> WHAT TO DO: Nothing outside the range below should be printed. Output exactly the lines from the line with "for action in" to the line with "let next = LowLevelNode", both included.

> SOURCE DATA:
use super::AvoidanceTables;
use crate::common::{Agent, LowLevelNode, NodeKey, Path};
use crate::map::{Heuristic, Map, ACTIONS, WAIT_ACTION};
use crate::stat::Stats;

use std::collections::hash_map::Entry;
use std::collections::{BTreeSet, HashMap};
use tracing::{debug, instrument, trace};

/// Bounded-suboptimal search for one agent.
///
/// Moves colliding with `tables.higher` are forbidden. Among the nodes whose f cost is within
/// `subopt_factor` of the best open f cost, the search expands the one with the fewest
/// collisions against `tables.undecided`, then against `tables.lower`. Returns `None` when
/// the agent cannot reach its goal around the higher-priority agents.
#[instrument(skip_all, name = "focal_search", fields(agent = agent.id, subopt_factor = subopt_factor, start = format!("{:?}", agent.start), goal = format!("{:?}", agent.goal)), level = "debug")]
pub fn focal_search(
    map: &Map,
    agent: &Agent,
    heuristic: &Heuristic,
    subopt_factor: f64,
    tables: &AvoidanceTables<'_>,
    stats: &mut Stats,
) -> Option<Path> {
    let start_h_cost = heuristic[agent.start.0][agent.start.1];
    if start_h_cost == usize::MAX {
        debug!("goal is unreachable from start");
        return None;
    }

    // Stopping at the goal before this time step gets us run over by a higher-priority agent.
    let last_goal_constraint = tables.higher.latest_vertex_entry(agent.goal);
    // Hard obstacles no longer change after this time step, so waiting stops paying off and
    // the time step is frozen to keep the state space finite.
    let constraint_limit_time_step = tables.higher.latest_entry().unwrap_or(0);
    debug!(
        "last goal constraint: {last_goal_constraint:?}, limit time step: {constraint_limit_time_step}"
    );

    let mut nodes: HashMap<NodeKey, LowLevelNode> = HashMap::new();
    let mut open_list = BTreeSet::new();
    let mut focal_list = BTreeSet::new();

    let start = LowLevelNode {
        position: agent.start,
        g_cost: 0,
        h_cost: start_h_cost,
        time_step: 0,
        conflicts: 0,
        conflicts_lower: 0,
        parent: None,
        in_open: true,
    };
    open_list.insert(start.open_key());
    focal_list.insert(start.focal_key());
    nodes.insert(start.key(), start);
    stats.low_level_generated += 1;

    let mut f_min = start_h_cost;
    let mut lower_bound = subopt_factor * f_min as f64;

    while let Some(focal_key) = focal_list.pop_first() {
        let Some(node) = nodes.get_mut(&focal_key.node_key()) else {
            continue;
        };
        node.in_open = false;
        let current = *node;
        assert!(open_list.remove(&current.open_key()));

        trace!("expand node: {current:?}");
        stats.low_level_expanded += 1;

        if current.position == agent.goal
            && last_goal_constraint.is_none_or(|time_step| current.g_cost >= time_step)
        {
            debug!(
                "find solution with cost {}, conflicts ({}, {})",
                current.g_cost, current.conflicts, current.conflicts_lower
            );
            return Some(construct_path(&nodes, current.key()));
        }

        let exceed_constraints_limit_time_step = current.time_step >= constraint_limit_time_step;
        let tentative_g_cost = current.g_cost + 1;
        let tentative_time_step = if exceed_constraints_limit_time_step {
            current.time_step
        } else {
            current.time_step + 1
        };

        for action in 0..ACTIONS.len() {
            if exceed_constraints_limit_time_step && action == WAIT_ACTION {
                continue;
            }
            let Some(neighbor) = map.apply_action(current.position, action) else {
                continue;
            };
            let h_cost = heuristic[neighbor.0][neighbor.1];
            if h_cost == usize::MAX {
                continue;
            }

            // Higher-priority agents are obstacles.
            if tables
                .higher
                .num_conflicts_for_step(current.position, neighbor, tentative_g_cost)
                > 0
            {
                continue;
            }

            let conflicts = current.conflicts
                + tables
                    .undecided
                    .num_conflicts_for_step(current.position, neighbor, tentative_g_cost);
            let conflicts_lower = current.conflicts_lower
                + tables
                    .lower
                    .num_conflicts_for_step(current.position, neighbor, tentative_g_cost);
            let f_cost = tentative_g_cost + h_cost;

            match nodes.entry((neighbor, tentative_time_step)) {
                Entry::Vacant(entry) => {
                    let next = LowLevelNode {
                        position: neighbor,
                        g_cost: tentative_g_cost,
                        h_cost,
                        time_step: tentative_time_step,
                        conflicts,
                        conflicts_lower,
                        parent: Some(current.key()),
                        in_open: true,
                    };
                    open_list.insert(next.open_key());
                    if f_cost as f64 <= lower_bound {
                        focal_list.insert(next.focal_key());
                    }
                    entry.insert(next);
                    stats.low_level_generated += 1;
                }
                Entry::Occupied(mut entry) => {
                    let existing = entry.get_mut();
                    // Closed nodes are never reopened.
                    if !existing.in_open
                        || !existing.is_improved_by(f_cost, conflicts, conflicts_lower)
                    {
                        continue;
                    }

                    open_list.remove(&existing.open_key());
                    focal_list.remove(&existing.focal_key());
                    existing.g_cost = tentative_g_cost;
                    existing.h_cost = h_cost;
                    existing.conflicts = conflicts;
                    existing.conflicts_lower = conflicts_lower;
                    existing.parent = Some(current.key());
                    open_list.insert(existing.open_key());
                    if f_cost as f64 <= lower_bound {
                        focal_list.insert(existing.focal_key());
                    }
                }
            }
        }

        let Some(open_head) = open_list.first() else {
            break;
        };

        // Widen focal once the best open f cost has increased.
        if open_head.f_cost > f_min {
            let new_f_min = open_head.f_cost;
            let new_lower_bound = subopt_factor * new_f_min as f64;
            for open_key in &open_list {
                let f_cost = open_key.f_cost as f64;
                if f_cost > lower_bound && f_cost <= new_lower_bound {
                    focal_list.insert(nodes[&(open_key.position, open_key.time_step)].focal_key());
                }
            }
            f_min = new_f_min;
            lower_bound = new_lower_bound;
        }
    }

    debug!("no path around higher-priority agents");
    None
}

fn construct_path(nodes: &HashMap<NodeKey, LowLevelNode>, goal: NodeKey) -> Path {
    let mut path = Vec::new();
    let mut current = Some(goal);
    while let Some(key) = current {
        let node = &nodes[&key];
        path.push(node.position);
        current = node.parent;
    }
    path.reverse();
    path
}
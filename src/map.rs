use anyhow::{anyhow, bail, Context};
use std::cmp::Reverse;
use std::collections::BinaryHeap;
use std::fs;
use std::str::FromStr;

/// Up, down, left, right, wait.
pub const ACTIONS: [(isize, isize); 5] = [(-1, 0), (1, 0), (0, -1), (0, 1), (0, 0)];
pub const WAIT_ACTION: usize = 4;

/// Exact distance-to-goal table, indexed `[row][col]`. Unreachable cells hold `usize::MAX`.
pub type Heuristic = Vec<Vec<usize>>;

#[derive(Debug, Clone)]
pub struct Tile {
    passable: bool,
    pub neighbors: Vec<(usize, usize)>, // Stores coordinates of accessible neighbors, wait excluded
}

impl Tile {
    pub fn is_passable(&self) -> bool {
        self.passable
    }
}

#[derive(Debug, Clone)]
pub struct Map {
    pub height: usize,
    pub width: usize,
    pub grid: Vec<Vec<Tile>>,
}

impl FromStr for Map {
    type Err = anyhow::Error;

    /// Parses the MovingAI map format: `type`, `height`, `width`, `map`, then the rows.
    fn from_str(content: &str) -> anyhow::Result<Self> {
        let mut lines = content.lines();

        let _type = lines.next().ok_or_else(|| anyhow!("missing map type line"))?;
        let height = parse_header(lines.next(), "height")?;
        let width = parse_header(lines.next(), "width")?;
        let _map = lines.next().ok_or_else(|| anyhow!("missing map marker line"))?;

        let rows: Vec<&str> = lines.take(height).collect();
        if rows.len() != height {
            bail!("expected {height} map rows, found {}", rows.len());
        }
        if let Some(row) = rows.iter().find(|row| row.chars().count() < width) {
            bail!("map row {row:?} is shorter than width {width}");
        }

        Ok(Map::from_rows(&rows))
    }
}

fn parse_header(line: Option<&str>, key: &str) -> anyhow::Result<usize> {
    let line = line.ok_or_else(|| anyhow!("missing {key} line"))?;
    line.split_whitespace()
        .last()
        .ok_or_else(|| anyhow!("empty {key} line"))?
        .parse::<usize>()
        .with_context(|| format!("invalid {key} value in {line:?}"))
}

impl Map {
    pub fn from_file(path: &str) -> anyhow::Result<Self> {
        let content =
            fs::read_to_string(path).with_context(|| format!("failed to read map file {path}"))?;
        content
            .parse()
            .with_context(|| format!("failed to parse map file {path}"))
    }

    /// Builds a map from raw grid rows. `.`, `G` and `S` are passable, anything else is blocked.
    pub fn from_rows<S: AsRef<str>>(rows: &[S]) -> Self {
        let height = rows.len();
        let width = rows
            .iter()
            .map(|row| row.as_ref().chars().count())
            .max()
            .unwrap_or(0);

        let grid = rows
            .iter()
            .map(|row| {
                let mut tiles: Vec<Tile> = row
                    .as_ref()
                    .chars()
                    .map(|ch| Tile {
                        passable: matches!(ch, '.' | 'G' | 'S'),
                        neighbors: Vec::new(),
                    })
                    .collect();
                tiles.resize(
                    width,
                    Tile {
                        passable: false,
                        neighbors: Vec::new(),
                    },
                );
                tiles
            })
            .collect();

        let mut map = Map {
            height,
            width,
            grid,
        };
        map.initialize_neighbors();
        map
    }

    fn initialize_neighbors(&mut self) {
        for x in 0..self.height {
            for y in 0..self.width {
                if self.grid[x][y].passable {
                    self.grid[x][y].neighbors = self.get_neighbors((x, y), false);
                }
            }
        }
    }

    /// Applies one of the five actions, returning the destination if it is inside the grid and passable.
    pub fn apply_action(&self, position: (usize, usize), action: usize) -> Option<(usize, usize)> {
        let (dx, dy) = ACTIONS[action];
        let new_x = position.0.checked_add_signed(dx)?;
        let new_y = position.1.checked_add_signed(dy)?;
        (new_x < self.height && new_y < self.width && self.grid[new_x][new_y].passable)
            .then_some((new_x, new_y))
    }

    pub fn get_neighbors(&self, position: (usize, usize), allow_wait: bool) -> Vec<(usize, usize)> {
        (0..ACTIONS.len())
            .filter(|&action| allow_wait || action != WAIT_ACTION)
            .filter_map(|action| self.apply_action(position, action))
            .collect()
    }

    pub fn is_passable(&self, x: usize, y: usize) -> bool {
        x < self.height && y < self.width && self.grid[x][y].is_passable()
    }

    pub fn size(&self) -> usize {
        self.height * self.width
    }

    /// Dense index of a cell, used by the occupancy tables.
    pub fn linearize(&self, position: (usize, usize)) -> usize {
        position.0 * self.width + position.1
    }

    pub fn heuristic_dji(&self, goal: (usize, usize)) -> Heuristic {
        let mut heuristic = vec![vec![usize::MAX; self.width]; self.height];
        let mut heap = BinaryHeap::new();

        heuristic[goal.0][goal.1] = 0;
        heap.push((Reverse(0), goal));

        while let Some((Reverse(cost), (x, y))) = heap.pop() {
            if cost > heuristic[x][y] {
                continue;
            }

            for &(new_x, new_y) in &self.grid[x][y].neighbors {
                let next_cost = cost + 1;
                if next_cost < heuristic[new_x][new_y] {
                    heap.push((Reverse(next_cost), (new_x, new_y)));
                    heuristic[new_x][new_y] = next_cost;
                }
            }
        }

        heuristic
    }
}

/// Index into [`ACTIONS`] of the move `from -> to`, if the two cells are adjacent or equal.
pub fn action_between(from: (usize, usize), to: (usize, usize)) -> Option<usize> {
    let dx = to.0 as isize - from.0 as isize;
    let dy = to.1 as isize - from.1 as isize;
    ACTIONS.iter().position(|&offset| offset == (dx, dy))
}
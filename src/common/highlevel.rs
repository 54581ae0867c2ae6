use super::{count_colliding_pairs, makespan, sum_of_costs, Conflict, Path, PathSet, PriorityGraph};

use std::cmp::Ordering;
use std::collections::VecDeque;
use std::rc::Rc;

/// One node of the priority search tree.
///
/// A node stores only the paths replanned when it was generated; the full path set is
/// recovered by walking to the root through [`SearchTree::paths_of`].
#[derive(Debug, Clone)]
pub(crate) struct SearchNode {
    pub(crate) parent: Option<usize>,
    pub(crate) agent_id: Option<usize>, // agent whose replanning created this node, none for the root
    pub(crate) new_paths: Vec<(usize, Rc<Path>)>,
    pub(crate) priorities: PriorityGraph,
    pub(crate) cost: usize,
    pub(crate) depth: usize,
    pub(crate) makespan: usize,
    pub(crate) num_colliding_pairs: usize,
    pub(crate) time_generated: usize,
    pub(crate) time_expanded: Option<usize>,
    pub(crate) conflict: Option<Conflict>,
    pub(crate) frontier: VecDeque<usize>, // agents of interest for frontier conflict selection
}

impl SearchNode {
    pub(crate) fn is_root(&self) -> bool {
        self.parent.is_none()
    }

    pub(crate) fn open_entry(&self, id: usize) -> OpenEntry {
        OpenEntry {
            depth: self.depth,
            cost: self.cost,
            num_colliding_pairs: self.num_colliding_pairs,
            time_generated: self.time_generated,
            id,
        }
    }
}

/// Arena of search nodes. Index 0 is the root and nodes are never removed.
#[derive(Debug)]
pub(crate) struct SearchTree {
    nodes: Vec<SearchNode>,
    initial_paths: PathSet,
}

impl SearchTree {
    pub(crate) const ROOT: usize = 0;

    pub(crate) fn new(initial_paths: Vec<Path>, priorities: PriorityGraph) -> Self {
        let initial_paths: PathSet = initial_paths.into_iter().map(Rc::new).collect();
        let root = SearchNode {
            parent: None,
            agent_id: None,
            new_paths: Vec::new(),
            priorities,
            cost: sum_of_costs(&initial_paths),
            depth: 0,
            makespan: makespan(&initial_paths),
            num_colliding_pairs: count_colliding_pairs(&initial_paths),
            time_generated: 1,
            time_expanded: None,
            conflict: None,
            frontier: VecDeque::new(),
        };

        SearchTree {
            nodes: vec![root],
            initial_paths,
        }
    }

    pub(crate) fn get(&self, id: usize) -> &SearchNode {
        &self.nodes[id]
    }

    pub(crate) fn get_mut(&mut self, id: usize) -> &mut SearchNode {
        &mut self.nodes[id]
    }

    pub(crate) fn push(&mut self, node: SearchNode) -> usize {
        assert!(
            node.parent.is_some_and(|parent| parent < self.nodes.len()),
            "child node must reference an existing parent"
        );
        self.nodes.push(node);
        self.nodes.len() - 1
    }

    pub(crate) fn len(&self) -> usize {
        self.nodes.len()
    }

    /// Path set implied by node `id`: the closest replanned path for every agent, the root's otherwise.
    pub(crate) fn paths_of(&self, id: usize) -> PathSet {
        let mut paths = self.initial_paths.clone();
        let mut updated = vec![false; paths.len()];

        let mut current = Some(id);
        while let Some(node_id) = current {
            let node = &self.nodes[node_id];
            for (agent, path) in &node.new_paths {
                if !updated[*agent] {
                    paths[*agent] = Rc::clone(path);
                    updated[*agent] = true;
                }
            }
            current = node.parent;
        }
        paths
    }

    /// Node ids from the root down to `id`.
    pub(crate) fn branch(&self, id: usize) -> Vec<usize> {
        let mut branch = Vec::new();
        let mut current = Some(id);
        while let Some(node_id) = current {
            branch.push(node_id);
            current = self.nodes[node_id].parent;
        }
        branch.reverse();
        branch
    }

    /// Drops the frontier once a node has been branched on. The chosen conflict stays for the
    /// branch trace.
    pub(crate) fn close(&mut self, id: usize) {
        self.nodes[id].frontier = VecDeque::new();
    }
}

/// Open list handle of a node, ordered so that `BinaryHeap` pops the best node first.
#[derive(Debug, Clone, PartialEq, Eq)]
pub(crate) struct OpenEntry {
    pub(crate) depth: usize,
    pub(crate) cost: usize,
    pub(crate) num_colliding_pairs: usize,
    pub(crate) time_generated: usize,
    pub(crate) id: usize,
}

impl Ord for OpenEntry {
    fn cmp(&self, other: &Self) -> Ordering {
        // Deeper nodes first
        self.depth
            .cmp(&other.depth)
            .then_with(|| other.cost.cmp(&self.cost))
            .then_with(|| other.num_colliding_pairs.cmp(&self.num_colliding_pairs))
            // Earlier generated nodes first
            .then_with(|| other.time_generated.cmp(&self.time_generated))
            .then_with(|| other.id.cmp(&self.id))
    }
}

impl PartialOrd for OpenEntry {
    fn partial_cmp(&self, other: &Self) -> Option<Ordering> {
        Some(self.cmp(other))
    }
}
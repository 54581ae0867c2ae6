mod avoidance;
mod focal;

pub use avoidance::{AvoidanceTables, ConflictAvoidanceTable};
pub use focal::focal_search;
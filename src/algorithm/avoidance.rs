use crate::common::{Path, PriorityGraph};
use crate::map::{action_between, Map, ACTIONS};

use std::collections::HashMap;

#[derive(Debug, Clone, Copy, Default, PartialEq, Eq)]
struct Usage {
    vertex: usize,
    edges: [usize; ACTIONS.len()], // indexed by the action that entered the cell
}

impl Usage {
    fn is_empty(&self) -> bool {
        self.vertex == 0 && self.edges.iter().all(|&count| count == 0)
    }
}

/// Spatiotemporal occupancy counts of a set of paths.
///
/// Every location keeps a time-sorted sparse list of usage records. A move `from -> to`
/// at time `t` is recorded at `to` under the action that produced it. Agents resting at
/// their goal are kept apart as "occupied from `t` onward" markers.
#[derive(Debug, Clone)]
pub struct ConflictAvoidanceTable<'m> {
    map: &'m Map,
    timelines: Vec<Vec<(usize, Usage)>>,
    at_goal: HashMap<usize, Vec<usize>>,
}

impl<'m> ConflictAvoidanceTable<'m> {
    pub fn new(map: &'m Map) -> Self {
        ConflictAvoidanceTable {
            map,
            timelines: vec![Vec::new(); map.size()],
            at_goal: HashMap::new(),
        }
    }

    fn index(&self, position: (usize, usize)) -> usize {
        self.map.linearize(position)
    }

    fn usage(&self, position: (usize, usize), time_step: usize) -> Option<&Usage> {
        let timeline = &self.timelines[self.index(position)];
        timeline
            .binary_search_by_key(&time_step, |(time, _)| *time)
            .ok()
            .map(|slot| &timeline[slot].1)
    }

    fn usage_mut(&mut self, position: (usize, usize), time_step: usize) -> &mut Usage {
        let index = self.index(position);
        let timeline = &mut self.timelines[index];
        let slot = match timeline.binary_search_by_key(&time_step, |(time, _)| *time) {
            Ok(slot) => slot,
            Err(slot) => {
                timeline.insert(slot, (time_step, Usage::default()));
                slot
            }
        };
        &mut timeline[slot].1
    }

    pub fn add_action(&mut self, time_step: usize, from: (usize, usize), to: (usize, usize)) {
        let action = action_between(from, to)
            .unwrap_or_else(|| panic!("{from:?} -> {to:?} is not a single grid move"));
        let usage = self.usage_mut(to, time_step);
        usage.vertex += 1;
        usage.edges[action] += 1;
    }

    pub fn remove_action(&mut self, time_step: usize, from: (usize, usize), to: (usize, usize)) {
        let action = action_between(from, to)
            .unwrap_or_else(|| panic!("{from:?} -> {to:?} is not a single grid move"));
        let index = self.index(to);
        let timeline = &mut self.timelines[index];
        let Ok(slot) = timeline.binary_search_by_key(&time_step, |(time, _)| *time) else {
            panic!("no recorded action into {to:?} at time {time_step}");
        };

        let usage = &mut timeline[slot].1;
        assert!(
            usage.vertex > 0 && usage.edges[action] > 0,
            "no recorded action {from:?} -> {to:?} at time {time_step}"
        );
        usage.vertex -= 1;
        usage.edges[action] -= 1;
        if usage.is_empty() {
            timeline.remove(slot);
        }
    }

    /// Marks `position` as occupied from `time_step` on.
    pub fn add_wait_at_goal(&mut self, time_step: usize, position: (usize, usize)) {
        let index = self.index(position);
        self.at_goal.entry(index).or_default().push(time_step);
    }

    pub fn remove_wait_at_goal(&mut self, time_step: usize, position: (usize, usize)) {
        let index = self.index(position);
        let times = self
            .at_goal
            .get_mut(&index)
            .unwrap_or_else(|| panic!("no agent parked at {position:?}"));
        let slot = times
            .iter()
            .position(|&time| time == time_step)
            .unwrap_or_else(|| panic!("no agent parked at {position:?} from time {time_step}"));
        times.swap_remove(slot);
        if times.is_empty() {
            self.at_goal.remove(&index);
        }
    }

    /// Number of recorded agents a move `from -> to` arriving at `time_step` would collide with.
    pub fn num_conflicts_for_step(
        &self,
        from: (usize, usize),
        to: (usize, usize),
        time_step: usize,
    ) -> usize {
        let mut conflicts = 0;

        if let Some(usage) = self.usage(to, time_step) {
            conflicts += usage.vertex;
        }

        // Swap: somebody moved to -> from during the same step.
        if from != to {
            if let (Some(usage), Some(action)) =
                (self.usage(from, time_step), action_between(to, from))
            {
                conflicts += usage.edges[action];
            }
        }

        if let Some(times) = self.at_goal.get(&self.index(to)) {
            conflicts += times.iter().filter(|&&time| time <= time_step).count();
        }

        conflicts
    }

    /// Latest time step at which `position` is entered or starts being permanently occupied.
    pub fn latest_vertex_entry(&self, position: (usize, usize)) -> Option<usize> {
        let index = self.index(position);
        let moved = self.timelines[index]
            .iter()
            .rev()
            .find(|(_, usage)| usage.vertex > 0)
            .map(|(time, _)| *time);
        let parked = self
            .at_goal
            .get(&index)
            .and_then(|times| times.iter().max().copied());
        moved.max(parked)
    }

    /// Latest time step with any recorded usage anywhere.
    pub fn latest_entry(&self) -> Option<usize> {
        let moved = self
            .timelines
            .iter()
            .filter_map(|timeline| timeline.last().map(|(time, _)| *time))
            .max();
        let parked = self.at_goal.values().flatten().max().copied();
        moved.max(parked)
    }

    pub fn is_empty(&self) -> bool {
        self.at_goal.is_empty() && self.timelines.iter().all(Vec::is_empty)
    }

    /// Records every step of `path`, then parks the agent at its last cell.
    ///
    /// Trailing waits at the last cell are folded into the parking marker, so a path padded
    /// with waits and its unpadded form produce the same table.
    pub fn add_path(&mut self, path: &[(usize, usize)]) {
        let Some(arrival) = Self::arrival(path) else {
            return;
        };
        for time_step in 1..=arrival {
            self.add_action(time_step, path[time_step - 1], path[time_step]);
        }
        self.add_wait_at_goal(arrival + 1, path[arrival]);
    }

    pub fn remove_path(&mut self, path: &[(usize, usize)]) {
        let Some(arrival) = Self::arrival(path) else {
            return;
        };
        for time_step in 1..=arrival {
            self.remove_action(time_step, path[time_step - 1], path[time_step]);
        }
        self.remove_wait_at_goal(arrival + 1, path[arrival]);
    }

    // First time step from which the path only waits at its last cell.
    fn arrival(path: &[(usize, usize)]) -> Option<usize> {
        let last = *path.last()?;
        let mut arrival = path.len() - 1;
        while arrival > 0 && path[arrival - 1] == last {
            arrival -= 1;
        }
        Some(arrival)
    }
}

/// The other agents' paths seen from one agent, split by priority.
#[derive(Debug, Clone)]
pub struct AvoidanceTables<'m> {
    pub higher: ConflictAvoidanceTable<'m>,    // hard obstacles
    pub undecided: ConflictAvoidanceTable<'m>, // soft, primary tie-break
    pub lower: ConflictAvoidanceTable<'m>,     // soft, secondary tie-break
}

impl<'m> AvoidanceTables<'m> {
    pub fn empty(map: &'m Map) -> Self {
        AvoidanceTables {
            higher: ConflictAvoidanceTable::new(map),
            undecided: ConflictAvoidanceTable::new(map),
            lower: ConflictAvoidanceTable::new(map),
        }
    }

    /// Sorts every other agent's path into the table matching its priority relative to `agent`.
    pub fn build<'a>(
        map: &'m Map,
        agent: usize,
        priorities: &PriorityGraph,
        paths: impl IntoIterator<Item = (usize, &'a Path)>,
    ) -> Self {
        let mut tables = AvoidanceTables::empty(map);
        for (other, path) in paths {
            if other == agent {
                continue;
            }
            if priorities.precedes(other, agent) {
                tables.higher.add_path(path);
            } else if priorities.precedes(agent, other) {
                tables.lower.add_path(path);
            } else {
                tables.undecided.add_path(path);
            }
        }
        tables
    }
}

> ANSWER TO THIS PROBLEM:
        for action in 0..ACTIONS.len() {
            if exceed_constraints_limit_time_step && action == WAIT_ACTION {
                continue;
            }
            let Some(neighbor) = map.apply_action(current.position, action) else {
                continue;
            };
            let h_cost = heuristic[neighbor.0][neighbor.1];
            if h_cost == usize::MAX {
                continue;
            }

            // Higher-priority agents are obstacles.
            if tables
                .higher
                .num_conflicts_for_step(current.position, neighbor, tentative_g_cost)
                > 0
            {
                continue;
            }

            let conflicts = current.conflicts
                + tables
                    .undecided
                    .num_conflicts_for_step(current.position, neighbor, tentative_g_cost);
            let conflicts_lower = current.conflicts_lower
                + tables
                    .lower
                    .num_conflicts_for_step(current.position, neighbor, tentative_g_cost);
            let f_cost = tentative_g_cost + h_cost;

            match nodes.entry((neighbor, tentative_time_step)) {
                Entry::Vacant(entry) => {
                    let next = LowLevelNode {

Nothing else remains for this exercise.